The first South Korean researchers have made this company — they constructed a full-color display based on the so-called "quantum dots." Quantum dots are semiconductor nanocrystals that fluoresce in different colors depending on their size. Asian scientists created four-inch display was still not too bright and is a demonstration model. How to increase the brightness? This problem is solved jointly Institute of Automation and electrometry and Institute of Inorganic Chemistry SB RAS. Quantum dots are attached to the nanoparticles of noble metals

— Such a system will work as nanolaser. Here, the quantum dots are used as the active medium and the cavity is a metal nanoparticle, in which there are surface waves — plasmons. They are caused by collective oscillations of conduction electrons relative to the ions. Quantum dots are the energy donor for plasmon oscillations.
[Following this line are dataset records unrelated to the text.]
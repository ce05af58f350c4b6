//! Whitespace and line layout rules.

use crate::lint::{Category, Diagnostic, LintRule, RuleId, Severity};
use crate::makefile::parser::Makefile;

/// Lines longer than this many characters are reported.
pub const MAX_LINE_LENGTH: usize = 120;

pub struct LineLengthRule;

impl LintRule<Makefile> for LineLengthRule {
    fn id(&self) -> RuleId {
        RuleId::new("makefile.line_length")
    }

    fn description(&self) -> &str {
        "Notes lines longer than 120 characters"
    }

    fn default_severity(&self) -> Severity {
        Severity::Info
    }

    fn category(&self) -> Category {
        Category::Style
    }

    fn check(&self, makefile: &Makefile) -> Vec<Diagnostic> {
        makefile
            .lines
            .iter()
            .enumerate()
            .filter_map(|(index, line)| {
                let length = line.chars().count();
                (length > MAX_LINE_LENGTH).then(|| {
                    self.diagnostic(format!(
                        "Line is {} characters long (limit {})",
                        length, MAX_LINE_LENGTH
                    ))
                    .with_field("line")
                    .with_value(line.as_str())
                    .with_suggestion("Split it with a trailing backslash")
                    .at_line(index + 1)
                })
            })
            .collect()
    }
}

/// Lines that hold only whitespace count as blank lines and are not
/// flagged, so a file of blank lines and comments stays clean.
pub struct TrailingWhitespaceRule;

impl LintRule<Makefile> for TrailingWhitespaceRule {
    fn id(&self) -> RuleId {
        RuleId::new("makefile.trailing_whitespace")
    }

    fn description(&self) -> &str {
        "Flags lines ending in whitespace"
    }

    fn default_severity(&self) -> Severity {
        Severity::Warning
    }

    fn category(&self) -> Category {
        Category::Style
    }

    fn check(&self, makefile: &Makefile) -> Vec<Diagnostic> {
        makefile
            .lines
            .iter()
            .enumerate()
            .filter(|(_, line)| !line.trim().is_empty() && line.trim_end().len() != line.len())
            .map(|(index, line)| {
                self.diagnostic("Line has trailing whitespace")
                    .with_field("line")
                    .with_value(line.as_str())
                    .with_suggestion("Remove it; in variable values it becomes part of the value")
                    .at_line(index + 1)
            })
            .collect()
    }
}

/// make only accepts tabs before recipe commands.
pub struct TabIndentationRule;

impl LintRule<Makefile> for TabIndentationRule {
    fn id(&self) -> RuleId {
        RuleId::new("makefile.tab_indentation")
    }

    fn description(&self) -> &str {
        "Requires recipe lines to be indented with a tab"
    }

    fn default_severity(&self) -> Severity {
        Severity::Error
    }

    fn category(&self) -> Category {
        Category::Format
    }

    fn check(&self, makefile: &Makefile) -> Vec<Diagnostic> {
        let mut diagnostics = Vec::new();
        for target in &makefile.targets {
            for recipe in target.recipe_lines.iter().filter(|r| r.space_indented) {
                diagnostics.push(
                    self.diagnostic(format!(
                        "Recipe line for '{}' is indented with spaces",
                        target.name
                    ))
                    .with_field(&target.name)
                    .with_value(&recipe.text)
                    .with_suggestion("Indent recipe lines with a single tab")
                    .at_line(recipe.line),
                );
            }
        }
        diagnostics
    }
}
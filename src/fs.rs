//! Safe file access and project file discovery.
//!
//! [`SafeFileReader`] is the only way validators touch the filesystem: it
//! refuses paths that resolve outside the permitted roots and files larger
//! than the configured limit.

use std::fs;
use std::path::{Path, PathBuf};

use crate::error::{LintError, Result};
use crate::validator::FileKind;

/// Default maximum file size (1 MiB).
pub const DEFAULT_MAX_FILE_SIZE: u64 = 1024 * 1024;

/// Reads whole files after checking path boundaries and size.
#[derive(Debug, Clone)]
pub struct SafeFileReader {
    roots: Vec<PathBuf>,
    max_size: u64,
}

impl SafeFileReader {
    /// Reader restricted to `root` and its descendants.
    pub fn new(root: &Path) -> Result<Self> {
        Ok(Self {
            roots: vec![root.canonicalize()?],
            max_size: DEFAULT_MAX_FILE_SIZE,
        })
    }

    /// Reader without a root restriction.
    pub fn unrestricted() -> Self {
        Self {
            roots: Vec::new(),
            max_size: DEFAULT_MAX_FILE_SIZE,
        }
    }

    /// Set the size limit in bytes.
    pub fn with_max_size(mut self, max_size: u64) -> Self {
        self.max_size = max_size;
        self
    }

    /// Read `path` as UTF-8 text (invalid sequences are replaced).
    pub fn read_to_string(&self, path: &Path) -> Result<String> {
        let resolved = path.canonicalize()?;

        if !self.roots.is_empty() && !self.roots.iter().any(|root| resolved.starts_with(root)) {
            return Err(LintError::PathViolation {
                path: path.to_path_buf(),
            });
        }

        let size = fs::metadata(&resolved)?.len();
        if size > self.max_size {
            return Err(LintError::FileTooLarge {
                path: path.to_path_buf(),
                size,
                limit: self.max_size,
            });
        }

        let bytes = fs::read(&resolved)?;
        Ok(String::from_utf8_lossy(&bytes).into_owned())
    }
}

/// Find every lintable file under `dir`, sorted by path.
///
/// Directories whose name is in `exclude` are not entered.
pub fn discover_files(dir: &Path, exclude: &[String]) -> Result<Vec<PathBuf>> {
    let mut files = Vec::new();
    walk(dir, exclude, &mut files)?;
    files.sort();
    Ok(files)
}

fn walk(dir: &Path, exclude: &[String], files: &mut Vec<PathBuf>) -> Result<()> {
    for entry in fs::read_dir(dir)? {
        let entry = entry?;
        let path = entry.path();
        let file_type = entry.file_type()?;

        if file_type.is_dir() {
            let name = entry.file_name();
            let name = name.to_string_lossy();
            if !exclude.iter().any(|e| e == name.as_ref()) {
                walk(&path, exclude, files)?;
            }
        } else if file_type.is_file() && FileKind::detect(&path).is_some() {
            files.push(path);
        }
    }
    Ok(())
}

#[cfg(test)]
mod tests {
    use super::*;
    use tempfile::TempDir;

    #[test]
    fn reads_file_inside_root() {
        let temp = TempDir::new().unwrap();
        let file = temp.path().join(".env");
        fs::write(&file, "A=1\n").unwrap();

        let reader = SafeFileReader::new(temp.path()).unwrap();
        assert_eq!(reader.read_to_string(&file).unwrap(), "A=1\n");
    }

    #[test]
    fn refuses_file_outside_root() {
        let root = TempDir::new().unwrap();
        let other = TempDir::new().unwrap();
        let file = other.path().join("Dockerfile");
        fs::write(&file, "FROM alpine").unwrap();

        let reader = SafeFileReader::new(root.path()).unwrap();
        let err = reader.read_to_string(&file).unwrap_err();
        assert!(matches!(err, LintError::PathViolation { .. }));
    }

    #[test]
    fn refuses_traversal_out_of_root() {
        let temp = TempDir::new().unwrap();
        let project = temp.path().join("project");
        fs::create_dir(&project).unwrap();
        fs::write(temp.path().join("secret.env"), "A=1").unwrap();

        let reader = SafeFileReader::new(&project).unwrap();
        let err = reader
            .read_to_string(&project.join("../secret.env"))
            .unwrap_err();
        assert!(matches!(err, LintError::PathViolation { .. }));
    }

    #[test]
    fn refuses_large_file() {
        let temp = TempDir::new().unwrap();
        let file = temp.path().join("Makefile");
        fs::write(&file, "x".repeat(64)).unwrap();

        let reader = SafeFileReader::new(temp.path()).unwrap().with_max_size(16);
        let err = reader.read_to_string(&file).unwrap_err();
        assert!(matches!(err, LintError::FileTooLarge { size: 64, limit: 16, .. }));
    }

    #[test]
    fn missing_file_is_io_error() {
        let reader = SafeFileReader::unrestricted();
        let err = reader
            .read_to_string(Path::new("/definitely/not/here/.env"))
            .unwrap_err();
        assert!(matches!(err, LintError::Io(_)));
    }

    #[test]
    fn discovers_known_files_and_skips_excluded_dirs() {
        let temp = TempDir::new().unwrap();
        fs::write(temp.path().join("Dockerfile"), "FROM alpine").unwrap();
        fs::write(temp.path().join("README.md"), "# hi").unwrap();
        fs::create_dir(temp.path().join("svc")).unwrap();
        fs::write(temp.path().join("svc/.env"), "A=1").unwrap();
        fs::create_dir(temp.path().join("node_modules")).unwrap();
        fs::write(temp.path().join("node_modules/package.json"), "{}").unwrap();

        let files = discover_files(temp.path(), &["node_modules".to_string()]).unwrap();
        let names: Vec<_> = files
            .iter()
            .map(|p| p.strip_prefix(temp.path()).unwrap().to_path_buf())
            .collect();

        assert_eq!(
            names,
            vec![PathBuf::from("Dockerfile"), PathBuf::from("svc/.env")]
        );
    }
}
//! Human-readable output formatter.
//!
//! Formats validation reports for terminal display with optional color support.

use super::LintFormatter;
use crate::lint::{Diagnostic, FileReport, Severity};
use console::style;
use std::io::Write;

/// Formats lint output for human consumption.
pub struct HumanFormatter {
    /// Whether to use colors (ANSI escape codes).
    pub use_color: bool,
}

impl HumanFormatter {
    /// Create a new human formatter.
    pub fn new(use_color: bool) -> Self {
        Self { use_color }
    }

    fn severity_prefix(&self, severity: Severity) -> String {
        let label = severity.to_string();
        if !self.use_color {
            return label;
        }
        match severity {
            Severity::Info => style(label).cyan().to_string(),
            Severity::Warning => style(label).yellow().bold().to_string(),
            Severity::Error => style(label).red().bold().to_string(),
        }
    }

    fn write_diagnostic<W: Write>(
        &self,
        report: &FileReport,
        diag: &Diagnostic,
        writer: &mut W,
    ) -> std::io::Result<()> {
        // Header line: warning[rule-id]: message
        writeln!(
            writer,
            "{}[{}]: {}",
            self.severity_prefix(diag.severity),
            diag.rule_id,
            diag.message
        )?;

        match diag.line {
            Some(line) => writeln!(writer, "  --> {}:{}", report.path.display(), line)?,
            None => writeln!(writer, "  --> {}", report.path.display())?,
        }

        if let Some(ref suggestion) = diag.suggestion {
            writeln!(writer, "   = help: {}", suggestion)?;
        }

        writeln!(writer)
    }
}

impl LintFormatter for HumanFormatter {
    fn format<W: Write>(&self, reports: &[FileReport], writer: &mut W) -> std::io::Result<()> {
        let mut errors = 0;
        let mut warnings = 0;

        for report in reports {
            // Errors first, then warnings and infos, each in discovery order
            for diag in report.result.diagnostics() {
                self.write_diagnostic(report, diag, writer)?;
            }
            errors += report.result.summary.error_count;
            warnings += report.result.summary.warning_count;
        }

        writeln!(
            writer,
            "Checked {} file(s): {} error(s), {} warning(s)",
            reports.len(),
            errors,
            warnings
        )?;

        Ok(())
    }
}
//! Lint output formatters.
//!
//! This module provides formatters for writing validation reports
//! in different formats (human-readable, JSON).

pub mod human;
pub mod json;

use crate::lint::FileReport;
use std::io::Write;

/// Output format for lint results.
#[derive(Debug, Clone, Copy, Default, PartialEq, Eq)]
pub enum OutputFormat {
    #[default]
    Human,
    Json,
}

impl std::str::FromStr for OutputFormat {
    type Err = String;

    fn from_str(s: &str) -> Result<Self, Self::Err> {
        match s.to_ascii_lowercase().as_str() {
            "human" | "text" => Ok(OutputFormat::Human),
            "json" => Ok(OutputFormat::Json),
            other => Err(format!("unknown output format '{}'", other)),
        }
    }
}

/// Trait for formatting lint output.
pub trait LintFormatter {
    /// Format reports to the given writer.
    fn format<W: Write>(&self, reports: &[FileReport], writer: &mut W) -> std::io::Result<()>;
}

pub use human::HumanFormatter;
pub use json::JsonFormatter;
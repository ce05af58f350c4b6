//! Instruction-form and whole-document rules.

use crate::dockerfile::parser::Dockerfile;
use crate::lint::{Category, Diagnostic, LintRule, RuleId, Severity};
use crate::secrets::strip_quotes;

use super::flag;

/// `RUN` count above which layer merging is suggested.
pub const MAX_RUN_INSTRUCTIONS: usize = 10;

/// `COPY`/`ADD` count above which layer merging is suggested.
pub const MAX_COPY_INSTRUCTIONS: usize = 5;

pub struct WorkdirRelativeRule;

impl LintRule<Dockerfile> for WorkdirRelativeRule {
    fn id(&self) -> RuleId {
        RuleId::new("dockerfile.workdir_relative")
    }

    fn description(&self) -> &str {
        "Requires WORKDIR to be an absolute path"
    }

    fn default_severity(&self) -> Severity {
        Severity::Warning
    }

    fn category(&self) -> Category {
        Category::BestPractice
    }

    fn check(&self, dockerfile: &Dockerfile) -> Vec<Diagnostic> {
        dockerfile
            .find("WORKDIR")
            .filter(|i| {
                let path = strip_quotes(i.args.trim());
                let bytes = path.as_bytes();
                let windows_drive =
                    bytes.len() >= 3 && bytes[0].is_ascii_alphabetic() && bytes[1] == b':';
                !path.is_empty() && !path.starts_with('/') && !path.starts_with('$') && !windows_drive
            })
            .map(|i| {
                flag(self, i, format!("WORKDIR '{}' is relative", i.args.trim()))
                    .with_suggestion("Use an absolute path such as /app")
            })
            .collect()
    }
}

/// `CMD` and `ENTRYPOINT` should use the JSON exec form.
pub struct ExecFormRule;

impl LintRule<Dockerfile> for ExecFormRule {
    fn id(&self) -> RuleId {
        RuleId::new("dockerfile.exec_form")
    }

    fn description(&self) -> &str {
        "Suggests the exec form for CMD and ENTRYPOINT"
    }

    fn default_severity(&self) -> Severity {
        Severity::Info
    }

    fn category(&self) -> Category {
        Category::BestPractice
    }

    fn check(&self, dockerfile: &Dockerfile) -> Vec<Diagnostic> {
        dockerfile
            .instructions
            .iter()
            .filter(|i| i.is("CMD") || i.is("ENTRYPOINT"))
            .filter(|i| !i.args.trim().is_empty() && !i.args.trim_start().starts_with('['))
            .map(|i| {
                flag(self, i, format!("{} uses the shell form", i.command))
                    .with_suggestion(format!(
                        "Use the exec form, e.g. {} [\"executable\", \"arg\"], so signals reach the process",
                        i.command
                    ))
            })
            .collect()
    }
}

pub struct MaintainerDeprecatedRule;

impl LintRule<Dockerfile> for MaintainerDeprecatedRule {
    fn id(&self) -> RuleId {
        RuleId::new("dockerfile.maintainer_deprecated")
    }

    fn description(&self) -> &str {
        "Flags the deprecated MAINTAINER instruction"
    }

    fn default_severity(&self) -> Severity {
        Severity::Warning
    }

    fn category(&self) -> Category {
        Category::BestPractice
    }

    fn check(&self, dockerfile: &Dockerfile) -> Vec<Diagnostic> {
        dockerfile
            .find("MAINTAINER")
            .map(|i| {
                flag(self, i, "MAINTAINER is deprecated")
                    .with_suggestion("Use LABEL org.opencontainers.image.authors=\"...\"")
            })
            .collect()
    }
}

pub struct UserMissingRule;

impl LintRule<Dockerfile> for UserMissingRule {
    fn id(&self) -> RuleId {
        RuleId::new("dockerfile.user_missing")
    }

    fn description(&self) -> &str {
        "Flags images that never switch away from root"
    }

    fn default_severity(&self) -> Severity {
        Severity::Warning
    }

    fn category(&self) -> Category {
        Category::Security
    }

    fn check(&self, dockerfile: &Dockerfile) -> Vec<Diagnostic> {
        if !dockerfile.has("FROM") || dockerfile.has("USER") {
            return Vec::new();
        }
        vec![self
            .diagnostic("No USER instruction; the container will run as root")
            .with_field("USER")
            .with_suggestion("Add USER with an unprivileged account before CMD")]
    }
}

pub struct HealthcheckMissingRule;

impl LintRule<Dockerfile> for HealthcheckMissingRule {
    fn id(&self) -> RuleId {
        RuleId::new("dockerfile.healthcheck_missing")
    }

    fn description(&self) -> &str {
        "Flags images without a HEALTHCHECK"
    }

    fn default_severity(&self) -> Severity {
        Severity::Warning
    }

    fn category(&self) -> Category {
        Category::BestPractice
    }

    fn check(&self, dockerfile: &Dockerfile) -> Vec<Diagnostic> {
        // HEALTHCHECK NONE is an explicit choice and counts
        if !dockerfile.has("FROM") || dockerfile.has("HEALTHCHECK") {
            return Vec::new();
        }
        vec![self
            .diagnostic("No HEALTHCHECK instruction")
            .with_field("HEALTHCHECK")
            .with_suggestion("Add HEALTHCHECK CMD <probe> so orchestrators can detect failures")]
    }
}

/// Only the last `CMD` of the final stage takes effect.
pub struct MultipleCmdRule;

impl LintRule<Dockerfile> for MultipleCmdRule {
    fn id(&self) -> RuleId {
        RuleId::new("dockerfile.multiple_cmd")
    }

    fn description(&self) -> &str {
        "Flags more than one CMD in the final stage"
    }

    fn default_severity(&self) -> Severity {
        Severity::Warning
    }

    fn category(&self) -> Category {
        Category::BestPractice
    }

    fn check(&self, dockerfile: &Dockerfile) -> Vec<Diagnostic> {
        let cmds: Vec<_> = dockerfile
            .final_stage()
            .iter()
            .filter(|i| i.is("CMD"))
            .collect();
        let Some((last, earlier)) = cmds.split_last() else {
            return Vec::new();
        };

        earlier
            .iter()
            .map(|i| {
                flag(
                    self,
                    i,
                    format!("CMD is overridden by the CMD on line {}", last.line),
                )
                .with_suggestion("Keep a single CMD per stage")
            })
            .collect()
    }
}

pub struct LayerCountRule;

impl LintRule<Dockerfile> for LayerCountRule {
    fn id(&self) -> RuleId {
        RuleId::new("dockerfile.layer_count")
    }

    fn description(&self) -> &str {
        "Suggests merging layers when there are many RUN or COPY/ADD instructions"
    }

    fn default_severity(&self) -> Severity {
        Severity::Info
    }

    fn category(&self) -> Category {
        Category::Performance
    }

    fn check(&self, dockerfile: &Dockerfile) -> Vec<Diagnostic> {
        let runs = dockerfile.find("RUN").count();
        let copies = dockerfile.find("COPY").count() + dockerfile.find("ADD").count();

        if runs <= MAX_RUN_INSTRUCTIONS && copies <= MAX_COPY_INSTRUCTIONS {
            return Vec::new();
        }
        vec![self
            .diagnostic(format!(
                "Image has {} RUN and {} COPY/ADD instructions",
                runs, copies
            ))
            .with_field("layers")
            .with_value(format!("RUN={} COPY/ADD={}", runs, copies))
            .with_suggestion("Combine related commands with && to reduce layers")]
    }
}

#[cfg(test)]
mod tests {
    use super::*;

    #[test]
    fn relative_workdir() {
        let dockerfile = Dockerfile::parse("WORKDIR app\nWORKDIR /srv\nWORKDIR $HOME/x\nWORKDIR C:\\app");
        let diagnostics = WorkdirRelativeRule.check(&dockerfile);

        assert_eq!(diagnostics.len(), 1);
        assert_eq!(diagnostics[0].line, Some(1));
    }

    #[test]
    fn shell_form_cmd_and_entrypoint() {
        let dockerfile = Dockerfile::parse("CMD npm start\nENTRYPOINT [\"tini\", \"--\"]\nENTRYPOINT ./run.sh");
        let diagnostics = ExecFormRule.check(&dockerfile);

        assert_eq!(diagnostics.len(), 2);
        assert_eq!(diagnostics[1].field, "ENTRYPOINT");
    }

    #[test]
    fn maintainer_is_flagged() {
        let diagnostics = MaintainerDeprecatedRule.check(&Dockerfile::parse("MAINTAINER a@b.c"));
        assert_eq!(diagnostics.len(), 1);
    }

    #[test]
    fn user_and_healthcheck_missing() {
        let dockerfile = Dockerfile::parse("FROM alpine:3");

        assert_eq!(UserMissingRule.check(&dockerfile).len(), 1);
        assert_eq!(HealthcheckMissingRule.check(&dockerfile).len(), 1);
    }

    #[test]
    fn healthcheck_none_counts_as_present() {
        let dockerfile = Dockerfile::parse("FROM alpine:3\nHEALTHCHECK NONE");
        assert!(HealthcheckMissingRule.check(&dockerfile).is_empty());
    }

    #[test]
    fn document_rules_skip_empty_files() {
        let dockerfile = Dockerfile::parse("");

        assert!(UserMissingRule.check(&dockerfile).is_empty());
        assert!(HealthcheckMissingRule.check(&dockerfile).is_empty());
    }

    #[test]
    fn multiple_cmd_only_in_final_stage() {
        let single = Dockerfile::parse("FROM a:1 AS build\nCMD [\"x\"]\nFROM b:1\nCMD [\"y\"]");
        assert!(MultipleCmdRule.check(&single).is_empty());

        let double = Dockerfile::parse("FROM b:1\nCMD [\"x\"]\nCMD [\"y\"]");
        let diagnostics = MultipleCmdRule.check(&double);
        assert_eq!(diagnostics.len(), 1);
        assert_eq!(diagnostics[0].line, Some(2));
        assert!(diagnostics[0].message.contains("line 3"));
    }

    #[test]
    fn layer_count_fires_once() {
        let mut content = String::from("FROM alpine:3\n");
        for i in 0..11 {
            content.push_str(&format!("RUN echo {}\n", i));
        }
        for i in 0..6 {
            content.push_str(&format!("COPY f{} /f{}\n", i, i));
        }
        let diagnostics = LayerCountRule.check(&Dockerfile::parse(&content));

        assert_eq!(diagnostics.len(), 1);
        assert_eq!(diagnostics[0].category, Category::Performance);
    }

    #[test]
    fn layer_count_at_threshold_is_silent() {
        let mut content = String::from("FROM alpine:3\n");
        for i in 0..10 {
            content.push_str(&format!("RUN echo {}\n", i));
        }
        assert!(LayerCountRule.check(&Dockerfile::parse(&content)).is_empty());
    }
}
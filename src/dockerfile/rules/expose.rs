//! `EXPOSE` rules.

use std::collections::BTreeMap;
use std::ops::RangeInclusive;

use crate::dockerfile::parser::Dockerfile;
use crate::lint::{Category, Diagnostic, LintRule, RuleId, Severity};

use super::flag;

/// Ports for plaintext or remote-administration protocols.
pub const INSECURE_PORTS: &[(u16, &str)] = &[
    (21, "FTP"),
    (22, "SSH"),
    (23, "Telnet"),
    (69, "TFTP"),
    (110, "POP3"),
    (143, "IMAP"),
    (445, "SMB"),
    (2375, "unencrypted Docker daemon"),
    (3389, "RDP"),
    (5900, "VNC"),
];

/// Parse one `EXPOSE` token (`80`, `8000-8010`, `53/udp`).
///
/// Returns `None` for tokens that cannot be checked (variables) and
/// `Some(Err(()))` for tokens that are not a valid port spec.
fn parse_port_spec(token: &str) -> Option<Result<RangeInclusive<u16>, ()>> {
    if token.contains('$') {
        return None;
    }

    let (ports, protocol) = match token.split_once('/') {
        Some((ports, protocol)) => (ports, Some(protocol)),
        None => (token, None),
    };
    if protocol.is_some_and(|p| !p.eq_ignore_ascii_case("tcp") && !p.eq_ignore_ascii_case("udp")) {
        return Some(Err(()));
    }

    let port = |s: &str| s.parse::<u16>().ok().filter(|p| *p >= 1);
    let range = match ports.split_once('-') {
        Some((start, end)) => match (port(start), port(end)) {
            (Some(start), Some(end)) if start <= end => Ok(start..=end),
            _ => Err(()),
        },
        None => port(ports).map(|p| p..=p).ok_or(()),
    };
    Some(range)
}

pub struct ExposeInsecurePortRule {
    ports: BTreeMap<u16, &'static str>,
}

impl ExposeInsecurePortRule {
    pub fn new() -> Self {
        Self {
            ports: INSECURE_PORTS.iter().copied().collect(),
        }
    }
}

impl Default for ExposeInsecurePortRule {
    fn default() -> Self {
        Self::new()
    }
}

impl LintRule<Dockerfile> for ExposeInsecurePortRule {
    fn id(&self) -> RuleId {
        RuleId::new("dockerfile.expose_insecure_port")
    }

    fn description(&self) -> &str {
        "Flags exposed ports of insecure or administrative protocols"
    }

    fn default_severity(&self) -> Severity {
        Severity::Warning
    }

    fn category(&self) -> Category {
        Category::Security
    }

    fn check(&self, dockerfile: &Dockerfile) -> Vec<Diagnostic> {
        let mut diagnostics = Vec::new();
        for expose in dockerfile.find("EXPOSE") {
            for token in expose.tokens() {
                let Some(Ok(range)) = parse_port_spec(token) else {
                    continue;
                };
                for (port, protocol) in self.ports.range(range) {
                    diagnostics.push(
                        flag(self, expose, format!("Port {} exposes {}", port, protocol))
                            .with_value(token)
                            .with_suggestion("Expose only the ports the service needs"),
                    );
                }
            }
        }
        diagnostics
    }
}

pub struct ExposeInvalidPortRule;

impl LintRule<Dockerfile> for ExposeInvalidPortRule {
    fn id(&self) -> RuleId {
        RuleId::new("dockerfile.expose_invalid_port")
    }

    fn description(&self) -> &str {
        "Requires EXPOSE ports in 1-65535"
    }

    fn default_severity(&self) -> Severity {
        Severity::Error
    }

    fn category(&self) -> Category {
        Category::Format
    }

    fn check(&self, dockerfile: &Dockerfile) -> Vec<Diagnostic> {
        let mut diagnostics = Vec::new();
        for expose in dockerfile.find("EXPOSE") {
            for token in expose.tokens() {
                if let Some(Err(())) = parse_port_spec(token) {
                    diagnostics.push(
                        flag(self, expose, format!("'{}' is not a valid port", token))
                            .with_value(token)
                            .with_suggestion("Use a port between 1 and 65535, optionally with /tcp or /udp"),
                    );
                }
            }
        }
        diagnostics
    }
}

#[cfg(test)]
mod tests {
    use super::*;

    #[test]
    fn parses_port_specs() {
        assert_eq!(parse_port_spec("80"), Some(Ok(80..=80)));
        assert_eq!(parse_port_spec("53/udp"), Some(Ok(53..=53)));
        assert_eq!(parse_port_spec("8000-8010/tcp"), Some(Ok(8000..=8010)));
        assert_eq!(parse_port_spec("$PORT"), None);
        assert_eq!(parse_port_spec("0"), Some(Err(())));
        assert_eq!(parse_port_spec("70000"), Some(Err(())));
        assert_eq!(parse_port_spec("90-80"), Some(Err(())));
        assert_eq!(parse_port_spec("80/sctp"), Some(Err(())));
    }

    #[test]
    fn one_warning_per_insecure_port() {
        let rule = ExposeInsecurePortRule::new();
        let diagnostics = rule.check(&Dockerfile::parse("EXPOSE 22 80 23/tcp"));

        assert_eq!(diagnostics.len(), 2);
        assert!(diagnostics[0].message.contains("SSH"));
        assert_eq!(diagnostics[1].value, "23/tcp");
    }

    #[test]
    fn ranges_cover_insecure_ports() {
        let rule = ExposeInsecurePortRule::new();
        let diagnostics = rule.check(&Dockerfile::parse("EXPOSE 20-25"));

        assert_eq!(diagnostics.len(), 3);
    }

    #[test]
    fn invalid_port_is_error() {
        let diagnostics = ExposeInvalidPortRule.check(&Dockerfile::parse("EXPOSE 8080 http"));

        assert_eq!(diagnostics.len(), 1);
        assert_eq!(diagnostics[0].severity, Severity::Error);
        assert_eq!(diagnostics[0].value, "http");
    }
}
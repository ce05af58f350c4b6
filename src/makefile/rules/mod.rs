//! Built-in Makefile rules.

use std::sync::Arc;

use crate::lint::RuleCatalog;
use crate::secrets::SecretDetector;
use crate::shell::ShellHeuristics;

use super::parser::Makefile;

pub mod layout;
pub mod recipes;
pub mod targets;
pub mod variables;

pub use layout::{LineLengthRule, TabIndentationRule, TrailingWhitespaceRule};
pub use recipes::{DangerousCommandRule, ShellSpecificSyntaxRule, UnverifiedDownloadRule};
pub use targets::{
    ConventionalTargetRule, DuplicateTargetRule, EmptyTargetRule, PhonyDeclarationRule,
    TargetNamingRule,
};
pub use variables::{
    HardcodedPathRule, RecursiveSelfReferenceRule, VariableNamingRule, VariableSecretRule,
};

/// Build the Makefile catalog: targets, recipes, variables, then layout.
pub fn catalog(shell: Arc<ShellHeuristics>, detector: Arc<SecretDetector>) -> RuleCatalog<Makefile> {
    let mut catalog = RuleCatalog::new();

    catalog.register(Box::new(ConventionalTargetRule));
    catalog.register(Box::new(EmptyTargetRule));
    catalog.register(Box::new(TargetNamingRule));
    catalog.register(Box::new(PhonyDeclarationRule));
    catalog.register(Box::new(DuplicateTargetRule));

    catalog.register(Box::new(DangerousCommandRule::new(shell.clone())));
    catalog.register(Box::new(UnverifiedDownloadRule::new(shell)));
    catalog.register(Box::new(ShellSpecificSyntaxRule::new()));

    catalog.register(Box::new(VariableNamingRule));
    catalog.register(Box::new(HardcodedPathRule));
    catalog.register(Box::new(RecursiveSelfReferenceRule));
    catalog.register(Box::new(VariableSecretRule::new(detector)));

    catalog.register(Box::new(LineLengthRule));
    catalog.register(Box::new(TrailingWhitespaceRule));
    catalog.register(Box::new(TabIndentationRule));

    catalog
}

#[cfg(test)]
mod tests {
    use super::*;

    #[test]
    fn catalog_order_and_size() {
        let ids: Vec<String> = catalog(Arc::default(), Arc::default())
            .iter()
            .map(|r| r.id().to_string())
            .collect();

        assert_eq!(ids.len(), 15);
        assert_eq!(ids[0], "makefile.conventional_target");
        assert_eq!(ids[14], "makefile.tab_indentation");
        assert!(ids.iter().all(|id| id.starts_with("makefile.")));
    }
}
Fashion electromagnetic oscillations arising in such nanolasers, corresponding to a wavelength of light plasmon resonance, which is determined by the type and shape of metal nanoparticles. And if you take a variety of metals, then nanolasers will be obtained in different colors: silver gives the blue and gold — green and copper — red, — says the head of the Laboratory of Physics of lasers IAE Alexander Plekhanov.

So far from Novosibirsk nanolasers managed to produce in the form of gold nanoparticle size of 10 nanometers, which is formed around a 6-nanometer silica shell filled with dye. Nanolasers placed in fine pores of the solid film the so-called "photonic crystal", which significantly reduces the lasing threshold and generates a directional radiation nanolasers. This structure can be compared with bee-cell dimensions of the order of ten nanometers. Before such nanolasers were prepared by scientists at the U.S. only in the liquid phase. But for the needs of IT-technologies needed is a solid film structures.

Monitor such nanolasers will have a distinct advantage over existing techniques — both in terms of reliability and durability, and brightness and image quality. However, in this microcosm of the possibilities of lasers does not end there.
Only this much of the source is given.